Replies are listed 'Best First'.
Re: What's the secret of this community?
by davorg (Chancellor) on Jul 13, 2004 at 08:02 UTC

    The secret is in the barely perceptible "blipvert" page that is briefly displayed before every new page. This page contains hypnotic images which are intended to alter the viewers frame of mind and encourage a feeling of well-being and the desire to be as helpful as possible. Of course, it doesn't always work, but it's effective often enough to make this site far more useful than most other similar sites.

    The technology used to do this is a closely guarded secret and now you know about it we'll have to kill you.


    "The first rule of Perl club is you do not talk about Perl club."
    -- Chip Salzenberg

      You also know about that!

      Seven days... you have seven days...


      You have to be careful though, and not surf through too quickly, as a quick enough succession of blipverts impacting on the visual cortex of a highly sedentary subject can cause an overheating reaction in the medulla oblongata, leading to possible explosion of the skull.
Re: What's the secret of this community?
by SciDude (Friar) on Jul 13, 2004 at 06:03 UTC

    Perl is simple to use but difficult to master. This provides for a huge cross section of learning curve over which to communicate.

    This forum is firmly rooted in perl culture and supported a large base of code this is actually useful.

    People who post here are mostly helpful even when the questions are obviously taken from homework. Many of them are not just users of perl but developers who care about the community. New users seem to find a way to help each other here.

    New users get gentle advice and grizzled old veterans are (mostly) friends here.

    I used this forum for a long time before posting anything. The XP system certainly rewards participation but is not the reason for success here.

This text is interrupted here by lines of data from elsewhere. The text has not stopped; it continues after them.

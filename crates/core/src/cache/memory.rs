//! In-memory cache storage.
//!
//! Entries are grouped per normalized URI so invalidation drops every variant
//! in one step. A tokio `RwLock` serialises writers, which makes mutations of
//! a key linearizable; readers clone complete items out of the map.

use std::collections::HashMap;
use std::sync::Arc;

use async_trait::async_trait;
use chrono::Utc;
use tokio::sync::RwLock;
use url::Url;

use super::item::{CacheItem, refreshed_at};
use super::key::CacheKey;
use super::{CacheStorage, Error};
use crate::http::uri::cache_uri;
use crate::http::{HttpRequest, HttpResponse};

/// Default number of variants kept before the oldest is evicted.
pub const DEFAULT_CAPACITY: usize = 1000;

/// Variants keyed by digest, grouped by URI.
type Variants = HashMap<String, CacheItem>;

/// Bounded in-memory storage. Clones share the same entries.
#[derive(Clone, Debug)]
pub struct MemoryStorage {
    entries: Arc<RwLock<HashMap<String, Variants>>>,
    capacity: Option<usize>,
}

impl Default for MemoryStorage {
    fn default() -> Self {
        Self::with_capacity(DEFAULT_CAPACITY)
    }
}

impl MemoryStorage {
    /// Storage without an upper bound.
    pub fn unbounded() -> Self {
        Self { entries: Arc::new(RwLock::new(HashMap::new())), capacity: None }
    }

    /// Storage holding at most `capacity` variants; the entry with the oldest
    /// cached-at time goes first.
    pub fn with_capacity(capacity: usize) -> Self {
        Self { entries: Arc::new(RwLock::new(HashMap::new())), capacity: Some(capacity.max(1)) }
    }

    pub fn capacity(&self) -> Option<usize> {
        self.capacity
    }

    fn evict(&self, entries: &mut HashMap<String, Variants>) {
        let Some(capacity) = self.capacity else {
            return;
        };

        let mut total: usize = entries.values().map(HashMap::len).sum();
        while total > capacity {
            let oldest = entries
                .iter()
                .flat_map(|(uri, variants)| variants.iter().map(move |(digest, item)| (uri, digest, item.cached_at())))
                .min_by_key(|(_, _, cached_at)| *cached_at)
                .map(|(uri, digest, _)| (uri.clone(), digest.clone()));

            let Some((uri, digest)) = oldest else {
                break;
            };

            if let Some(variants) = entries.get_mut(&uri) {
                variants.remove(&digest);
                if variants.is_empty() {
                    entries.remove(&uri);
                }
            }
            tracing::debug!("evicted oldest cache entry for {}", uri);
            total -= 1;
        }
    }
}

#[async_trait]
impl CacheStorage for MemoryStorage {
    async fn insert(&self, request: &HttpRequest, response: HttpResponse) -> Result<CacheItem, Error> {
        let key = CacheKey::new(request, &response);
        let digest = key.digest();
        let uri = key.uri().to_string();
        let item = CacheItem::new(key, response, Utc::now());

        let mut entries = self.entries.write().await;
        entries.entry(uri).or_default().insert(digest, item.clone());
        self.evict(&mut entries);

        Ok(item)
    }

    async fn get(&self, request: &HttpRequest) -> Result<Option<CacheItem>, Error> {
        let entries = self.entries.read().await;
        let found = entries.get(&cache_uri(request.uri())).and_then(|variants| {
            variants
                .values()
                .filter(|item| item.key().matches(request))
                .max_by_key(|item| item.cached_at())
                .cloned()
        });
        Ok(found)
    }

    async fn update(&self, request: &HttpRequest, response: HttpResponse) -> Result<CacheItem, Error> {
        let key = CacheKey::new(request, &response);
        let digest = key.digest();

        let mut entries = self.entries.write().await;
        let existing = entries
            .get_mut(key.uri())
            .and_then(|variants| variants.get_mut(&digest))
            .ok_or_else(|| Error::NotFound(format!("{} {}", key.method(), key.uri())))?;

        let item = CacheItem::new(key, response, refreshed_at(existing.cached_at()));
        *existing = item.clone();

        Ok(item)
    }

    async fn invalidate(&self, uri: &Url) -> Result<u64, Error> {
        let mut entries = self.entries.write().await;
        let removed = entries
            .remove(&cache_uri(uri))
            .map_or(0, |variants| variants.len() as u64);
        Ok(removed)
    }

    async fn size(&self) -> Result<usize, Error> {
        let entries = self.entries.read().await;
        Ok(entries.values().map(HashMap::len).sum())
    }

    async fn clear(&self) -> Result<(), Error> {
        self.entries.write().await.clear();
        Ok(())
    }
}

In fact, for some reason I find my connectivity sometimes very slow to I return for the reasons above.

    The first dog barks... all other dogs bark at the first dog.
Re: What's the secret of this community?
by bradcathey (Prior) on Jul 13, 2004 at 11:54 UTC

    It could just be the number of smart people here and any eager learner of Perl soon realizes that after landing here at the Monastery.

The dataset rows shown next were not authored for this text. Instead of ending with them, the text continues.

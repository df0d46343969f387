//! Content-negotiation preferences (`Accept*` headers).

use super::header::{Header, Headers, names};

/// A single weighted preference, e.g. `text/html;q=0.8`.
#[derive(Debug, Clone, PartialEq)]
pub struct Preference {
    value: String,
    quality: f32,
}

impl Preference {
    /// Quality is clamped into `0.0..=1.0`.
    pub fn new(value: impl Into<String>, quality: f32) -> Self {
        Self { value: value.into(), quality: quality.clamp(0.0, 1.0) }
    }

    pub fn value(&self) -> &str {
        &self.value
    }

    pub fn quality(&self) -> f32 {
        self.quality
    }

    fn render(&self) -> String {
        if (self.quality - 1.0).abs() < f32::EPSILON {
            self.value.clone()
        } else {
            let q = format!("{:.3}", self.quality);
            let q = q.trim_end_matches('0').trim_end_matches('.');
            format!("{};q={}", self.value, q)
        }
    }
}

#[derive(Debug, Clone, Default, PartialEq)]
pub struct Preferences {
    media_types: Vec<Preference>,
    languages: Vec<Preference>,
    charsets: Vec<Preference>,
    encodings: Vec<Preference>,
}

impl Preferences {
    pub fn new() -> Self {
        Self::default()
    }

    pub fn accept(&self, preference: Preference) -> Self {
        let mut next = self.clone();
        next.media_types.push(preference);
        next
    }

    pub fn accept_language(&self, preference: Preference) -> Self {
        let mut next = self.clone();
        next.languages.push(preference);
        next
    }

    pub fn accept_charset(&self, preference: Preference) -> Self {
        let mut next = self.clone();
        next.charsets.push(preference);
        next
    }

    pub fn accept_encoding(&self, preference: Preference) -> Self {
        let mut next = self.clone();
        next.encodings.push(preference);
        next
    }

    pub fn is_empty(&self) -> bool {
        self.media_types.is_empty() && self.languages.is_empty() && self.charsets.is_empty() && self.encodings.is_empty()
    }

    pub fn to_headers(&self) -> Headers {
        [
            (names::ACCEPT, &self.media_types),
            (names::ACCEPT_LANGUAGE, &self.languages),
            (names::ACCEPT_CHARSET, &self.charsets),
            (names::ACCEPT_ENCODING, &self.encodings),
        ]
        .into_iter()
        .filter(|(_, prefs)| !prefs.is_empty())
        .map(|(name, prefs)| {
            let value = prefs.iter().map(Preference::render).collect::<Vec<_>>().join(", ");
            Header::trusted(name, value)
        })
        .collect()
    }
}

#[cfg(test)]
mod tests {
    use super::*;

    #[test]
    fn test_empty_preferences_produce_no_headers() {
        assert!(Preferences::new().to_headers().is_empty());
    }

    #[test]
    fn test_render_with_quality() {
        let prefs = Preferences::new()
            .accept(Preference::new("text/html", 1.0))
            .accept(Preference::new("application/json", 0.5))
            .accept_language(Preference::new("nb", 1.0));

        let headers = prefs.to_headers();
        assert_eq!(headers.first("Accept"), Some("text/html, application/json;q=0.5"));
        assert_eq!(headers.first("Accept-Language"), Some("nb"));
        assert!(!headers.has_header("Accept-Charset"));
    }

    #[test]
    fn test_quality_clamped() {
        assert_eq!(Preference::new("x", 3.0).quality(), 1.0);
        assert_eq!(Preference::new("x", -1.0).quality(), 0.0);
    }
}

    But that's probably not the real reason— I think it's the sense of community, as kiat points out. For instance, I frequent DevShed, simply because it covers more topics, but I've never felt it was a community. I credit the community at PM to things like:

    • the Chatterbox
    • home nodes
    • scratch pads
    • Monk stats
    • XP system
    • humor
    • monastery metaphor

    (I have some other reasons here)

    Bottom line—my job would be a lot harder without the monks.

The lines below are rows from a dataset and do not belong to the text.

//! Decision counters.

use std::sync::atomic::{AtomicU64, Ordering};

use serde::{Deserialize, Serialize};

use super::Outcome;

/// Running totals per outcome. Updated with relaxed atomics; totals are
/// eventually consistent with each other, never torn individually.
#[derive(Debug, Default)]
pub struct CacheStatistics {
    bypasses: AtomicU64,
    pass_throughs: AtomicU64,
    misses: AtomicU64,
    hits: AtomicU64,
    not_modified: AtomicU64,
    changed: AtomicU64,
    unsatisfiable: AtomicU64,
    stores: AtomicU64,
}

/// Plain copy of the counters.
#[derive(Debug, Clone, Copy, Default, PartialEq, Eq, Serialize, Deserialize, schemars::JsonSchema)]
pub struct StatisticsSnapshot {
    pub bypasses: u64,
    pub pass_throughs: u64,
    pub misses: u64,
    pub hits: u64,
    pub not_modified: u64,
    pub changed: u64,
    pub unsatisfiable: u64,
    pub stores: u64,
}

impl StatisticsSnapshot {
    /// Requests answered without transferring a body from the origin,
    /// as a fraction of all cache-eligible requests.
    pub fn hit_rate(&self) -> f64 {
        let served = self.hits + self.not_modified;
        let total = served + self.misses + self.changed;
        if total == 0 { 0.0 } else { served as f64 / total as f64 }
    }
}

impl CacheStatistics {
    pub fn new() -> Self {
        Self::default()
    }

    pub(crate) fn record(&self, outcome: Outcome) {
        let counter = match outcome {
            Outcome::Bypass => &self.bypasses,
            Outcome::PassThrough => &self.pass_throughs,
            Outcome::Miss => &self.misses,
            Outcome::FreshHit => &self.hits,
            Outcome::NotModified => &self.not_modified,
            Outcome::Changed => &self.changed,
            Outcome::Unsatisfiable => &self.unsatisfiable,
        };
        counter.fetch_add(1, Ordering::Relaxed);
    }

    pub(crate) fn record_store(&self) {
        self.stores.fetch_add(1, Ordering::Relaxed);
    }

    pub fn snapshot(&self) -> StatisticsSnapshot {
        StatisticsSnapshot {
            bypasses: self.bypasses.load(Ordering::Relaxed),
            pass_throughs: self.pass_throughs.load(Ordering::Relaxed),
            misses: self.misses.load(Ordering::Relaxed),
            hits: self.hits.load(Ordering::Relaxed),
            not_modified: self.not_modified.load(Ordering::Relaxed),
            changed: self.changed.load(Ordering::Relaxed),
            unsatisfiable: self.unsatisfiable.load(Ordering::Relaxed),
            stores: self.stores.load(Ordering::Relaxed),
        }
    }

    pub fn reset(&self) {
        for counter in [
            &self.bypasses,
            &self.pass_throughs,
            &self.misses,
            &self.hits,
            &self.not_modified,
            &self.changed,
            &self.unsatisfiable,
            &self.stores,
        ] {
            counter.store(0, Ordering::Relaxed);
        }
    }
}

#[cfg(test)]
mod tests {
    use super::*;

    #[test]
    fn test_record_and_snapshot() {
        let stats = CacheStatistics::new();
        stats.record(Outcome::FreshHit);
        stats.record(Outcome::FreshHit);
        stats.record(Outcome::Miss);
        stats.record(Outcome::NotModified);
        stats.record_store();

        let snapshot = stats.snapshot();
        assert_eq!(snapshot.hits, 2);
        assert_eq!(snapshot.misses, 1);
        assert_eq!(snapshot.stores, 1);
        assert!((snapshot.hit_rate() - 0.75).abs() < f64::EPSILON);
    }

    #[test]
    fn test_reset() {
        let stats = CacheStatistics::new();
        stats.record(Outcome::Bypass);
        stats.reset();
        assert_eq!(stats.snapshot(), StatisticsSnapshot::default());
        assert_eq!(stats.snapshot().hit_rate(), 0.0);
    }
}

    "Don't ever take a fence down until you know the reason it was put up. " G. K. Chesterton
Re: What's the secret of this community?
by gmpassos (Priest) on Jul 13, 2004 at 07:48 UTC
    I think that are the people and the "Perl Way of Life".

    Perl have a spirit to let the people to be free, free to use, to learn, create modules, develop for/over/with Perl.

    Perl is what it is in this days because we have a lot of people developing Perl or modules that are on CPAN. If you take a look, CPAN have more than 3000 developers, now get all the people that work in the Perl CORE, well, much of them walk through the monastery! ;-P

    Now get all the people that are learning Perl, well, actually all of us are learning Perl, since we always have something to learn about Perl. In other words, we can do to much things with Perl in to much ways, and are to much people increasing the Perl resources, what make impossible to learn everything that exists about Perl, and when you think that have learned all you start to invent! ;-P

    Graciliano M. P.
    "Creativity is the expression of the liberty".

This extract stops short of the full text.